In general, the top-ranking LGAs identified in the baseline scenarios comprise the logical first stage under today’s network, while the transmission extension work determines the second stage once major backbone upgrades are committed. Revealing such information publicly could incentivise councils that are affected by new transmission corridors to express a more positive attitude towards these transmission projects, in recognition of the large economic benefit that they could bring.
Taken together, the three strands of results demonstrate the study’s novelty and scientific contributions.
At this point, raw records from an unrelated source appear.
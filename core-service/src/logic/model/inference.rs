//! Inference Interfaces
//!
//! Narrow seams between the analysis coordinator and the trained model.
//! Adapters take `&self` only: a loaded model is never mutated, so one
//! `ModelHandle` is shared by every concurrent request without locking.

use std::path::Path;
use std::sync::Arc;

use serde::{Deserialize, Serialize};
use sha2::{Digest, Sha256};

use super::ensemble::TreeEnsemble;
use crate::logic::explain::AttributionMap;
use crate::logic::features::{FeatureVector, LayoutInfo};

// ============================================================================
// LABELS & ERRORS
// ============================================================================

/// Binary decision. Class 1 is legitimate, class 0 is phishing.
#[derive(Debug, Clone, Copy, PartialEq, Eq, Hash, Serialize, Deserialize)]
#[serde(rename_all = "lowercase")]
pub enum Label {
    Phishing,
    Legitimate,
}

impl Label {
    pub fn from_class(class: u8) -> Option<Self> {
        match class {
            0 => Some(Label::Phishing),
            1 => Some(Label::Legitimate),
            _ => None,
        }
    }

    pub fn class(self) -> u8 {
        match self {
            Label::Phishing => 0,
            Label::Legitimate => 1,
        }
    }

    pub fn as_str(self) -> &'static str {
        match self {
            Label::Phishing => "phishing",
            Label::Legitimate => "legitimate",
        }
    }
}

impl std::fmt::Display for Label {
    fn fmt(&self, f: &mut std::fmt::Formatter<'_>) -> std::fmt::Result {
        f.write_str(self.as_str())
    }
}

#[derive(Debug, Clone, PartialEq, thiserror::Error)]
pub enum ModelError {
    /// Input rows do not match the column set the model expects
    #[error("{0}")]
    Shape(String),
    #[error("model runtime error: {0}")]
    Runtime(String),
    #[error("model load error: {0}")]
    Load(String),
}

// ============================================================================
// ADAPTER TRAITS
// ============================================================================

/// Maps rows to labels, one per row, in input order
pub trait Classifier: Send + Sync {
    fn predict(&self, rows: &[FeatureVector]) -> Result<Vec<Label>, ModelError>;
}

/// Maps rows to per-feature contributions, one map per row, in input order
pub trait Explainer: Send + Sync {
    fn explain(&self, rows: &[FeatureVector]) -> Result<Vec<AttributionMap>, ModelError>;
}

// ============================================================================
// MODEL HANDLE
// ============================================================================

/// Model metadata exposed read-only
#[derive(Debug, Clone, PartialEq, Serialize)]
pub struct ModelInfo {
    pub model_path: String,
    pub model_type: String,
    pub sha256: String,
    pub tree_count: usize,
    pub feature_count: usize,
    pub base_score: f64,
    pub layout: LayoutInfo,
    pub loaded_at: chrono::DateTime<chrono::Utc>,
}

impl ModelInfo {
    /// Metadata for adapters not loaded from an artifact
    pub fn new(model_type: &str, model_path: &str) -> Self {
        Self {
            model_path: model_path.to_string(),
            model_type: model_type.to_string(),
            sha256: String::new(),
            tree_count: 0,
            feature_count: crate::logic::features::FEATURE_COUNT,
            base_score: crate::constants::DEFAULT_BASE_SCORE,
            layout: LayoutInfo::current(),
            loaded_at: chrono::Utc::now(),
        }
    }
}

/// Immutable, shareable classifier + explainer pair
#[derive(Clone)]
pub struct ModelHandle {
    classifier: Arc<dyn Classifier>,
    explainer: Arc<dyn Explainer>,
    info: Arc<ModelInfo>,
}

impl ModelHandle {
    pub fn new(classifier: Arc<dyn Classifier>, explainer: Arc<dyn Explainer>, info: ModelInfo) -> Self {
        Self {
            classifier,
            explainer,
            info: Arc::new(info),
        }
    }

    /// Load a tree-ensemble artifact; the same ensemble serves both roles
    pub fn load(path: impl AsRef<Path>) -> Result<Self, ModelError> {
        let path = path.as_ref();
        log::info!("Loading model from: {}", path.display());

        let bytes = std::fs::read(path)
            .map_err(|e| ModelError::Load(format!("cannot read {}: {}", path.display(), e)))?;
        let ensemble = TreeEnsemble::from_slice(&bytes)?;
        let sha256 = hex::encode(Sha256::digest(&bytes));

        let info = ModelInfo {
            model_path: path.display().to_string(),
            model_type: "tree_ensemble".to_string(),
            sha256,
            tree_count: ensemble.tree_count(),
            feature_count: ensemble.feature_count(),
            base_score: ensemble.base_score(),
            layout: LayoutInfo::current(),
            loaded_at: chrono::Utc::now(),
        };
        log::info!(
            "Model loaded: {} trees, sha256={}",
            info.tree_count,
            info.sha256
        );

        let ensemble = Arc::new(ensemble);
        Ok(Self::new(ensemble.clone(), ensemble, info))
    }

    pub fn classifier(&self) -> &dyn Classifier {
        self.classifier.as_ref()
    }

    pub fn explainer(&self) -> &dyn Explainer {
        self.explainer.as_ref()
    }

    pub fn info(&self) -> &ModelInfo {
        &self.info
    }
}

impl std::fmt::Debug for ModelHandle {
    fn fmt(&self, f: &mut std::fmt::Formatter<'_>) -> std::fmt::Result {
        f.debug_struct("ModelHandle").field("info", &self.info).finish_non_exhaustive()
    }
}
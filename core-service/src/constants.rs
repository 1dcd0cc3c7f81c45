//! Central Configuration Constants
//!
//! Single source of truth for defaults shared by the core and the server.

/// Apex domains that bypass the model in batch analysis
pub const DEFAULT_TRUSTED_DOMAINS: &[&str] = &[
    "linkedin.com",
    "google.com",
    "github.com",
    "microsoft.com",
    "apple.com",
    "amazon.com",
    "stackoverflow.com",
    "facebook.com",
];

/// Number of ranked attributions returned per record
pub const TOP_K: usize = 5;

/// Explanation text for features without a table entry
pub const FALLBACK_EXPLANATION: &str = "No explanation available";

/// Default model artifact location
pub const DEFAULT_MODEL_PATH: &str = "models/phishing_model.json";

/// Default upper bound on records per batch request
pub const DEFAULT_MAX_BATCH_SIZE: usize = 256;

/// Default base score when the artifact does not carry one
pub const DEFAULT_BASE_SCORE: f64 = 0.5;

/// Library version
pub const CORE_VERSION: &str = env!("CARGO_PKG_VERSION");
A reproducible pixel-to-region workflow converts least-cost pixels into state supply curves (RQ1), produces decision-ready regional profiles that quantify socio-economic outcomes (RQ2), and reveals how candidate corridors shift the spatial distribution of opportunity (RQ3). Their interconnection is essential: network topology reshapes the feasible low-cost envelope, which in turn alters regional rankings and co-benefits.

4. Discussion

Australia’s decarbonisation timetable is now set by hard-dated federal and state targets, principally 82% renewables in the National Electricity Market (NEM) by 2030 and the current Nationally Determined Contribution (NDC) target of net zero by 2050 (noting that new NDCs due in 2025 and every five years afterwards are required by the Paris Agreement to strengthen ambition [50]). Besides Australia, 107 countries have pledged for net zero either in law, in a policy document, or in an announcement by government officials [51]. Although achieving net zero emissions is a complex challenge that involves efforts from multiple sectors (e.g., supply chains, soft costs and skills, financing), solar and wind will likely play a dominant role in this transition. Translating those macro goals into solar and wind projects on the ground will be decided by policymakers and energy planners at both federal and regional levels. Our cost-class heat mapping therefore offers not just a technical ranking for Australia, but a generic spatial decision-supporting tool that other jurisdictions can adopt with local datasets to identify the councils or counties capable of accommodating the next tranche of large-scale solar and wind at the lowest marginal cost and with the greatest regional benefit. The following discussion explains what that means for each stakeholder, outlines how the dataset could be deployed in practice, and identifies the study’s key limitations together with directions for future research.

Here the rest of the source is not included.